Laird is an accomplished professional artist and a ceramics professor at the Corcoran College of Art and Design, whose travel has had a tremendous impact on her work. When still a student, she traveled to England and met many renowned British ceramists, including Bernard Leach. She spent time in Zaire, and in 1984 moved to Nairobi, Kenya, where she worked at the National Museum of Kenya on a project funded by the United Nations and taught art at the Kenyatta University. From there, she went to Bangkok Thailand, where she conducted extensive research in local ceramics, from traditional village production to full-scale industrial ceramic factories.

She participated in a tour of ceramic factories in Mexico that integrated traditional and contemporary industrial majolica production. She currently teaches majolica techniques for an annual summer study abroad program in Amalfi, Italy. Her studies and travels all work toward Laird’s is interested in finding the connection between local cultural and artistic development.

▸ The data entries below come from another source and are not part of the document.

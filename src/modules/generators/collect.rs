//! Tree collection helpers
//!
//! Every backend derives its vocabulary from these functions, so the three
//! scripts offer the same tokens even though their control flow differs.

use cgen_core::{Argument, Cli, Command};
use cgen_types::{CompletionKind, LongSeparator, Shell};

use crate::escape::ident;

/// One node of the command tree seen from a backend
#[derive(Debug, Clone)]
pub struct Scope<'a> {
    /// Commands from the root down to this node; empty at the root
    pub path: Vec<&'a Command>,
    /// Arguments declared on this node (the globals at the root)
    pub arguments: &'a [Argument],
    /// Direct subcommands
    pub commands: &'a [Command],
    /// Commands sharing this node's parent, this node included
    pub siblings: &'a [Command],
}

impl<'a> Scope<'a> {
    /// The tool itself
    pub fn root(cli: &'a Cli) -> Self {
        Self {
            path: Vec::new(),
            arguments: &cli.arguments,
            commands: &cli.commands,
            siblings: &[],
        }
    }

    /// Descend into one of this node's commands
    pub fn child(&self, command: &'a Command) -> Self {
        let mut path = self.path.clone();
        path.push(command);
        Self {
            path,
            arguments: &command.arguments,
            commands: &command.commands,
            siblings: self.commands,
        }
    }

    pub fn is_root(&self) -> bool {
        self.path.is_empty()
    }

    /// The command this scope belongs to
    pub fn command(&self) -> Option<&'a Command> {
        self.path.last().copied()
    }

    /// Identifier built from the primary names on the path
    pub fn key(&self, separator: &str) -> String {
        self.path
            .iter()
            .map(|c| ident(&c.name))
            .collect::<Vec<_>>()
            .join(separator)
    }

    /// Arguments accepted at this node: its own, then the inherited global flags
    pub fn in_effect(&self, globals: &'a [Argument]) -> Vec<&'a Argument> {
        let own = self.arguments.iter();
        if self.is_root() {
            own.collect()
        } else {
            own.chain(globals.iter().filter(|a| a.named)).collect()
        }
    }
}

/// A suggestion contributed by an argument
#[derive(Debug, Clone, PartialEq)]
pub enum ArgumentToken<'a> {
    /// A literal word
    Literal(String),
    /// Whatever the argument's function body prints
    Function(&'a Argument),
}

/// Literal words that select a flag
///
/// Long forms are suffixed with `=` when the value may be attached with
/// `=`; with `both` the bare form is offered as well.
pub fn flag_tokens(argument: &Argument) -> Vec<String> {
    let mut tokens = Vec::new();
    if let Some(long) = argument.long_flag() {
        let takes_value = argument.consumes_value();
        match argument.long_separator {
            LongSeparator::Equal if takes_value => tokens.push(format!("{}=", long)),
            LongSeparator::Both if takes_value => {
                tokens.push(long.clone());
                tokens.push(format!("{}=", long));
            }
            _ => tokens.push(long),
        }
    }
    tokens.extend(argument.short_flag_token());
    tokens
}

/// Tokens offered for a list of arguments, hidden ones excluded
pub fn argument_tokens(arguments: &[Argument]) -> Vec<ArgumentToken<'_>> {
    let mut tokens = Vec::new();
    for argument in arguments.iter().filter(|a| !a.hidden) {
        if argument.named {
            tokens.extend(flag_tokens(argument).into_iter().map(ArgumentToken::Literal));
            continue;
        }
        match argument.completion.kind {
            CompletionKind::Static => tokens.extend(
                argument
                    .completion
                    .values
                    .iter()
                    .cloned()
                    .map(ArgumentToken::Literal),
            ),
            CompletionKind::Function => tokens.push(ArgumentToken::Function(argument)),
            _ => {}
        }
    }
    tokens
}

/// Names and aliases of the visible commands, in declaration order
pub fn command_tokens(commands: &[Command]) -> Vec<&str> {
    commands
        .iter()
        .filter(|c| !c.hidden)
        .flat_map(|c| c.names())
        .collect()
}

/// Every name and alias, hidden commands included
pub fn all_command_names(commands: &[Command]) -> Vec<&str> {
    commands.iter().flat_map(|c| c.names()).collect()
}

/// Positional arguments with their 1-based slot
///
/// Hidden positionals keep their slot so later ones stay aligned.
pub fn positionals(arguments: &[Argument]) -> Vec<(usize, &Argument)> {
    arguments
        .iter()
        .filter(|a| !a.named)
        .enumerate()
        .map(|(index, argument)| (index + 1, argument))
        .collect()
}

/// Exclusivity groups among visible flags, ordered by first member
pub fn exclusive_groups<'a>(arguments: &[&'a Argument]) -> Vec<(&'a str, Vec<&'a Argument>)> {
    let mut groups: Vec<(&'a str, Vec<&'a Argument>)> = Vec::new();
    for argument in arguments.iter().copied().filter(|a| a.named && !a.hidden) {
        let Some(group) = argument.exclusive_group.as_deref() else {
            continue;
        };
        match groups.iter_mut().find(|(name, _)| *name == group) {
            Some((_, members)) => members.push(argument),
            None => groups.push((group, vec![argument])),
        }
    }
    groups
}

/// Other visible flags sharing `argument`'s group
pub fn group_mates<'a>(arguments: &[&'a Argument], argument: &Argument) -> Vec<&'a Argument> {
    let Some(group) = argument.exclusive_group.as_deref() else {
        return Vec::new();
    };
    arguments
        .iter()
        .copied()
        .filter(|a| a.named && !a.hidden && !std::ptr::eq(*a, argument))
        .filter(|a| a.exclusive_group.as_deref() == Some(group))
        .collect()
}

/// Short names that may be clustered, without duplicates
pub fn chain_letters(arguments: &[&Argument]) -> String {
    let mut letters = String::new();
    for letter in arguments
        .iter()
        .copied()
        .filter(|a| !a.hidden)
        .filter_map(|a| a.chain_letter())
    {
        if !letters.contains(letter) {
            letters.push_str(letter);
        }
    }
    letters
}

/// A function-backed completion with its generated helper name
#[derive(Debug)]
pub struct FunctionEntry<'a> {
    pub name: String,
    pub argument: &'a Argument,
    pub body: &'a str,
}

/// Helper function names for every function completion of one shell
///
/// Names come from the command path and the argument name, and are made
/// unique in tree order.
#[derive(Debug, Default)]
pub struct FunctionTable<'a> {
    entries: Vec<FunctionEntry<'a>>,
}

impl<'a> FunctionTable<'a> {
    /// Collect the visible function completions that define a body for `shell`
    pub fn build(cli: &'a Cli, shell: Shell, prefix: &str, separator: &str) -> Self {
        let mut table = Self::default();
        table.visit(&Scope::root(cli), shell, prefix, separator);
        table
    }

    fn visit(&mut self, scope: &Scope<'a>, shell: Shell, prefix: &str, separator: &str) {
        for (index, argument) in scope.arguments.iter().enumerate() {
            if argument.hidden {
                continue;
            }
            let Some(body) = argument.completion.body(shell) else {
                continue;
            };

            let leaf = match argument.name.as_deref().or(argument.short_name.as_deref()) {
                Some(name) => ident(name),
                None => format!("arg{}", index + 1),
            };
            let mut segments = vec![prefix.to_string()];
            if !scope.is_root() {
                segments.push(scope.key(separator));
            }
            segments.push(leaf);

            let name = self.unique(segments.join(separator));
            self.entries.push(FunctionEntry {
                name,
                argument,
                body,
            });
        }

        for command in scope.commands {
            self.visit(&scope.child(command), shell, prefix, separator);
        }
    }

    fn unique(&self, base: String) -> String {
        let taken = |name: &str| self.entries.iter().any(|e| e.name == name);
        if !taken(&base) {
            return base;
        }
        let mut n = 2;
        loop {
            let candidate = format!("{}_{}", base, n);
            if !taken(&candidate) {
                return candidate;
            }
            n += 1;
        }
    }

    /// Helper name generated for an argument
    pub fn name_for(&self, argument: &Argument) -> Option<&str> {
        self.entries
            .iter()
            .find(|e| std::ptr::eq(e.argument, argument))
            .map(|e| e.name.as_str())
    }

    pub fn entries(&self) -> &[FunctionEntry<'a>] {
        &self.entries
    }
}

Her current works, exhibited in “Paisley Monuments,” are ceramic sculptures based on the paisley motif, a universally recognizable pattern that has been used for thousands of years. It originated in Persian culture, as a fertility symbol among other things, inspired by the shape of the cashew nut. The shape, mainly seen patterned in fabric throughout the world, is given vibrancy and tremendous fullness in the way that Laird has transformed these symbols into sculpture. It is reminiscent of the delicate beauty of a pregnant belly, the crane of a swan’s neck, the budding of a flower in springtime, and countless other allegorical allusions throughout so many cultures of the world.

And this is precisely why the work has such power. The work prompts your imagination to engage with it.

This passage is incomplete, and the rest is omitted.